_YOUR ASSIGNMENT_: Please copy out all lines of the entries that contain the word "High".

_EXCERPTED RECORDS_:
▼

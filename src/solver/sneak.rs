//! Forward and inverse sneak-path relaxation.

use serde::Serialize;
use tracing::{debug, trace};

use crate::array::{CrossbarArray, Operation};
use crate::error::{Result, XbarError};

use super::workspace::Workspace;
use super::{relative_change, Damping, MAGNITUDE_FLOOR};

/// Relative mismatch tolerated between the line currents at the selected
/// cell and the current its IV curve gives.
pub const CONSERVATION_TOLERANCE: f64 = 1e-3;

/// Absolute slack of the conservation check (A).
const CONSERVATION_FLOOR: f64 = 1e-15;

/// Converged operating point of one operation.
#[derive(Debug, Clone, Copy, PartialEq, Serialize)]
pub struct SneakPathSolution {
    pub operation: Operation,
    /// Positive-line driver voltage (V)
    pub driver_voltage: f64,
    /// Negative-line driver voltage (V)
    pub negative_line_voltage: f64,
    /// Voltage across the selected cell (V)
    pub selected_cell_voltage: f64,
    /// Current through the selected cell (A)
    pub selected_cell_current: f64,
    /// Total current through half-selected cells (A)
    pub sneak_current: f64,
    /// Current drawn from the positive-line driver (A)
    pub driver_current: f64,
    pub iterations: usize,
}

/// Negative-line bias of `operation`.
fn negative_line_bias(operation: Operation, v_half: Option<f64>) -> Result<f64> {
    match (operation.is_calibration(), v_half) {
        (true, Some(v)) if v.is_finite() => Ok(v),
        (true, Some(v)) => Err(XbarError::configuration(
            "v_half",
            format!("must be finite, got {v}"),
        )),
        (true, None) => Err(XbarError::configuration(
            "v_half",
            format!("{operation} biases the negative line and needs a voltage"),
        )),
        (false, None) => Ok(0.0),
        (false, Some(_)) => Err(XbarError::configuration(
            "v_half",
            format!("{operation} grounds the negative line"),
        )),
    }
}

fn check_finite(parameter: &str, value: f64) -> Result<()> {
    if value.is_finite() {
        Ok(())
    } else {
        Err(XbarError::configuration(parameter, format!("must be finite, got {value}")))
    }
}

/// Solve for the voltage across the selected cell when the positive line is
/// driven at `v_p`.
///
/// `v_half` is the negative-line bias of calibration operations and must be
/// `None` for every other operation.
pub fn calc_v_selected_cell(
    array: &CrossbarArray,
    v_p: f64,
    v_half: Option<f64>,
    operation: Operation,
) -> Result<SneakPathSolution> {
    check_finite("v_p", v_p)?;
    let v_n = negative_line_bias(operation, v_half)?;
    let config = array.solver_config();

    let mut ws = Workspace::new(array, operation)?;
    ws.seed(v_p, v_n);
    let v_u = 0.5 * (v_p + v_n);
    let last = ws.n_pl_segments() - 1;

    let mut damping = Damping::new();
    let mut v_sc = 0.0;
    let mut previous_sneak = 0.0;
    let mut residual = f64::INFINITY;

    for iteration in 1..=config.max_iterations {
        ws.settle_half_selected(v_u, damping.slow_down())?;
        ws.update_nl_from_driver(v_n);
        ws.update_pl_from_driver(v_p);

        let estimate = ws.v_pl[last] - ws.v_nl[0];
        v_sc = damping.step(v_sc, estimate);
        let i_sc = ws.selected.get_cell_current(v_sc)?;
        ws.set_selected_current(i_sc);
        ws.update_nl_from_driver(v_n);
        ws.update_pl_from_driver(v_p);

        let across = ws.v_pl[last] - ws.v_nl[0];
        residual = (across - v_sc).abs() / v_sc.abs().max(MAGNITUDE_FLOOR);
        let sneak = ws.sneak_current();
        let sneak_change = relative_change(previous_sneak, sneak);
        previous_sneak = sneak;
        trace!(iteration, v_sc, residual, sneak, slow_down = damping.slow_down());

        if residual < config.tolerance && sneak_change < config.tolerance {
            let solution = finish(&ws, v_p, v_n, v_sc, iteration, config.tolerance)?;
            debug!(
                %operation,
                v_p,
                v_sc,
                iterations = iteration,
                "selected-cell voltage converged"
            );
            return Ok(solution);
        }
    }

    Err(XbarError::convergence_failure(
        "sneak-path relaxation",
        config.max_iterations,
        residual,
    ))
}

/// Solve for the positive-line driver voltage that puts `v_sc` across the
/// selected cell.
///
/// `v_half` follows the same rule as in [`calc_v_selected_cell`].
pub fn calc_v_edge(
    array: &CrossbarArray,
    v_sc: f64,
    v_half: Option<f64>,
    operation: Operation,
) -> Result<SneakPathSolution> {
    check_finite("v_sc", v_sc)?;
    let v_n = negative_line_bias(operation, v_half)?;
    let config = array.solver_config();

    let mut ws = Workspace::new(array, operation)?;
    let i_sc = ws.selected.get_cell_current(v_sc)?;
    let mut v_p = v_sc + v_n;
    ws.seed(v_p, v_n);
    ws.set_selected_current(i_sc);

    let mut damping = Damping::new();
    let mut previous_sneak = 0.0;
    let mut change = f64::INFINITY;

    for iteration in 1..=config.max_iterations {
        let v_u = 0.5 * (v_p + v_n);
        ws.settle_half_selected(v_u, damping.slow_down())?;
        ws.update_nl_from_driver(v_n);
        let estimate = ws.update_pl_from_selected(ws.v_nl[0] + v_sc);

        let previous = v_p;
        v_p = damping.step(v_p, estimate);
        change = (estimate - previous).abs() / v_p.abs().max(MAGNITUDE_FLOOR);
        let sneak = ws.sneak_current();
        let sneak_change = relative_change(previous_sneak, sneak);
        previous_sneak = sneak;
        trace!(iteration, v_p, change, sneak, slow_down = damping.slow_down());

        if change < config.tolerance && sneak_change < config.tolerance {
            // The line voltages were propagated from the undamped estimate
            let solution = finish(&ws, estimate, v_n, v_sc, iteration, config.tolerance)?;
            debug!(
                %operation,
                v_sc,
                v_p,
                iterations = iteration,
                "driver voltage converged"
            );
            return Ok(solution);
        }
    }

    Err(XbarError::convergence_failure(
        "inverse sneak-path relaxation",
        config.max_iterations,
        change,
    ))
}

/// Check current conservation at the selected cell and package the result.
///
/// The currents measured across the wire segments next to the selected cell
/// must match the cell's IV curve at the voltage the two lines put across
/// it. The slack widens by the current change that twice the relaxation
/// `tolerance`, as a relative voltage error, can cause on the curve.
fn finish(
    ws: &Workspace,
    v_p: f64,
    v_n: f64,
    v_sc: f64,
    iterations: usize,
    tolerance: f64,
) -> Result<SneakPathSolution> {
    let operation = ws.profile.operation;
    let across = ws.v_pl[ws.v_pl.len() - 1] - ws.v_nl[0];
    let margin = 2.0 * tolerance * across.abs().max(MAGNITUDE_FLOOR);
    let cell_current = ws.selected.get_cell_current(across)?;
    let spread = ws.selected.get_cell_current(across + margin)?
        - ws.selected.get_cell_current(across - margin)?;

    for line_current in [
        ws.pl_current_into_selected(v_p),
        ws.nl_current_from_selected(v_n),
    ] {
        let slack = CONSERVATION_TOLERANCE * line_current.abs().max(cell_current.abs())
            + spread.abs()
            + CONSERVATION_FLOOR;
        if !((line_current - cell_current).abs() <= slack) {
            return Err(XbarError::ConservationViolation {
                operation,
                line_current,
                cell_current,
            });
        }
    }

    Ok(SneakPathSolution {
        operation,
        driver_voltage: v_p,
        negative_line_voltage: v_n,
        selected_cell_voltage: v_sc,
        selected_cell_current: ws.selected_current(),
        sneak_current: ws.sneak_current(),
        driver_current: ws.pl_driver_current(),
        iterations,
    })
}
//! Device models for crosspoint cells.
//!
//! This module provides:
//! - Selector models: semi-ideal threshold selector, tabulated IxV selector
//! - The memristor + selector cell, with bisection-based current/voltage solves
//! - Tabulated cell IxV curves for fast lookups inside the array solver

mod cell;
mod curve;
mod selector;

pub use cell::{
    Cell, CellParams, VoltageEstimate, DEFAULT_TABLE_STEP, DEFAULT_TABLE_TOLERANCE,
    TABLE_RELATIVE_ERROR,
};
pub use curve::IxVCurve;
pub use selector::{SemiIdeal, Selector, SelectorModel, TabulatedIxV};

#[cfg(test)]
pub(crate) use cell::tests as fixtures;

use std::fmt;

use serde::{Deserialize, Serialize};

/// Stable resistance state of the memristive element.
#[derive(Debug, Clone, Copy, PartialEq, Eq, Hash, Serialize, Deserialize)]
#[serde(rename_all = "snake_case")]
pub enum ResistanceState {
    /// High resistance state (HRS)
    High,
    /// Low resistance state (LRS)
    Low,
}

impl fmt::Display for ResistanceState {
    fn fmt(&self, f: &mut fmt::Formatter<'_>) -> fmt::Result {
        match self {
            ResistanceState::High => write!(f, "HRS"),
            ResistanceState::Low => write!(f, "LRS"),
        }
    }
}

▲

_ANSWER BOX_:
    /// High resistance state (HRS)
    High,
            ResistanceState::High => write!(f, "HRS"),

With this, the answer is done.